The overall purpose of Big O notation is to give a sense of relative performance time in order to compare and further optimize algorithms.
You're right that it doesn't give you all information, but there's no single metric in any field that does that.
Big-O notation tells you how quickly the performance gets worse, as your dataset gets larger. In other words, it describes the type of performance curve, but not the absolute performance.
Generally, Big-O notation is useful to express an algorithm's scaling performance as it falls into one of three basic categories:
Logarithmic (or "linearithmic")
It is possible to do deep analysis of an algorithm for very accurate performance measurements, but it is time consuming and not really necessary to get a broad indication of performance.
Could it be done by keeping a counter to see how many iterations an algorithm goes through, or does the time duration need to be recorded?
The currently accepted won't give you any theoretical estimation, unless you are somehow able to fit the experimentally measured times with a function that approximates them. This answer gives you a manual technique to do that and fills that gap.
You start by guessing the theoretical complexity function of the algorithm. You also experimentally measure the actual complexity (number of operations, time, or whatever you find practical), for increasingly larger problems.
For example, say you guess an algorithm is quadratic. Measure (Say) the time, and compute the ratio of time to your guessed function (n^2):
for n = 5 to 10000 //n: problem size
long start = System.time()
long end = System.time()
long totalTime = end - start
double ratio = (double) time / (n * n)
. As n moves towards infinity, this ratio...
Converges to zero? Then your guess is too low. Repeat with something bigger (e.g. n^3)
Diverges to infinity? Then your guess is too high. Repeat with something smaller (e.g. nlogn)
Converges to a positive constant? Bingo! Your guess is on the money (at least approximates the theoretical complexity for as large n values as you tried)
Basically that uses the definition of big O notation, that f(x) = O(g(x)) <=> f(x) < c * g(x) - f(x) is the actual cost of your algorithm, g(x) is the guess you put, and c is a constant.

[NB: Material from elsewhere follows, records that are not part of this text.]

use std::path::{Path, PathBuf};

use clap::Args;
use topo::{entry_name, ArchiveBuilder, Tile};

use crate::common::{for_band_in_output, BandError};

#[derive(Args)]
/// Pack a directory of loose `{lat}/{lon}` tiles into one archive per latitude.
pub struct Pack {
	input: PathBuf,
	#[clap(short = 'o', long = "output")]
	output: PathBuf,
}

pub fn pack(pack: Pack) {
	let bands = match numbered_entries(&pack.input, -90..90) {
		Ok(x) => x,
		Err(err) => {
			eprintln!("Could not read {}: {}", pack.input.display(), err);
			return;
		},
	};
	if bands.is_empty() {
		eprintln!("No latitude directories in {}", pack.input.display());
		return;
	}

	let ok = for_band_in_output(&pack.output, bands, |lat, builder| pack_band(&pack.input, lat, builder));
	if !ok {
		eprintln!("Some bands were not packed");
	}
}

fn pack_band(input: &Path, lat: i16, builder: &mut ArchiveBuilder) -> Result<(), BandError> {
	let dir = input.join(lat.to_string());
	for lon in numbered_entries(&dir, -180..180)? {
		let name = entry_name(lat, lon);
		let data = std::fs::read(dir.join(lon.to_string()))?;
		match Tile::from_le_bytes(&name, &data) {
			Ok(tile) => builder.add_tile(lon, &tile)?,
			Err(e) => log::warn!("Skipping {}: {}", name, e),
		}
	}

	Ok(())
}

/// The entries of `dir` whose names are integers in `range`, sorted.
fn numbered_entries(dir: &Path, range: std::ops::Range<i16>) -> Result<Vec<i16>, std::io::Error> {
	let mut out = Vec::new();
	for entry in std::fs::read_dir(dir)? {
		let entry = entry?;
		if let Some(x) = entry.file_name().to_str().and_then(|x| x.parse::<i16>().ok()) {
			if range.contains(&x) {
				out.push(x);
			}
		}
	}
	out.sort_unstable();
	Ok(out)
}

#[cfg(test)]
mod tests {
	use tempfile::TempDir;
	use topo::TopoArchive;

	use super::*;

	#[test]
	fn packs_loose_tiles() {
		let raw = TempDir::new().unwrap();
		let out = TempDir::new().unwrap();

		let tile = Tile::from_fn(|lat_min, lon_min| (lat_min + lon_min) as i16);
		std::fs::create_dir_all(raw.path().join("42")).unwrap();
		std::fs::write(raw.path().join("42").join("-71"), tile.to_le_bytes()).unwrap();
		std::fs::write(raw.path().join("42").join("-72"), [0; 10]).unwrap();
		std::fs::write(raw.path().join("42").join("notes"), b"hello").unwrap();
		// Nothing usable, so no archive.
		std::fs::create_dir_all(raw.path().join("-5")).unwrap();

		assert_eq!(numbered_entries(raw.path(), -90..90).unwrap(), vec![-5, 42]);
		assert!(for_band_in_output(out.path(), vec![-5, 42], |lat, builder| pack_band(
			raw.path(),
			lat,
			builder
		)));

		let mut archive = TopoArchive::open(out.path(), 42).unwrap().unwrap();
		assert_eq!(archive.tile_lons().collect::<Vec<_>>(), vec![-71]);
		assert_eq!(archive.read_tile(-71).unwrap().unwrap(), tile);
		assert!(TopoArchive::open(out.path(), -5).is_none());
		assert!(!out.path().join("-5.zip.partial").exists());
	}
}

So basically you try to experimentally find the limit of f(x)/g(x); if your guess hits the real complexity, this ratio will estimate the constant c.
Algorithm complexity is defined as (something like:)
the number of operations the algorithm does as a function
of its input size.
So you need to try your algorithm with various input sizes (i.e. for sort - try sorting 10 elements, 100 elements etc.), and count each operation (e.g. assignment, increment, mathematical operation etc.) the algorithm does.
This will give you a good "theoretical" estimation.
If you want real-life numbers on the other hand - use profiling.
As others have mentioned, the theoretical time complexity is a function of number of cpu operations done by your algorithm. In general processor time should be a good approximation for that modulo a constant. But the real run time may vary because of a number of reasons such as:
processor pipeline flushes
Cache misses
Garbage collection
Other processes on the machine
Unless your code is systematically causing some of these things to happen, with enough number of statistical samples, you should have a fairly good idea of the time complexity of your algorithm, based on observed runtime.
The best way would be to actually count the number of "operations" performed by your algorithm. The definition of "operation" can vary: for an algorithm such as quicksort, it could be the number of comparisons of two numbers.
You could measure the time taken by your program to get a rough estimate, but various factors could cause this value to differ from the actual mathematical complexity.
you can track both, actual performance and number of iterations.
Might I suggest using ANTS profiler. It will provide you this kind of detail while you run your app with "experimental" data.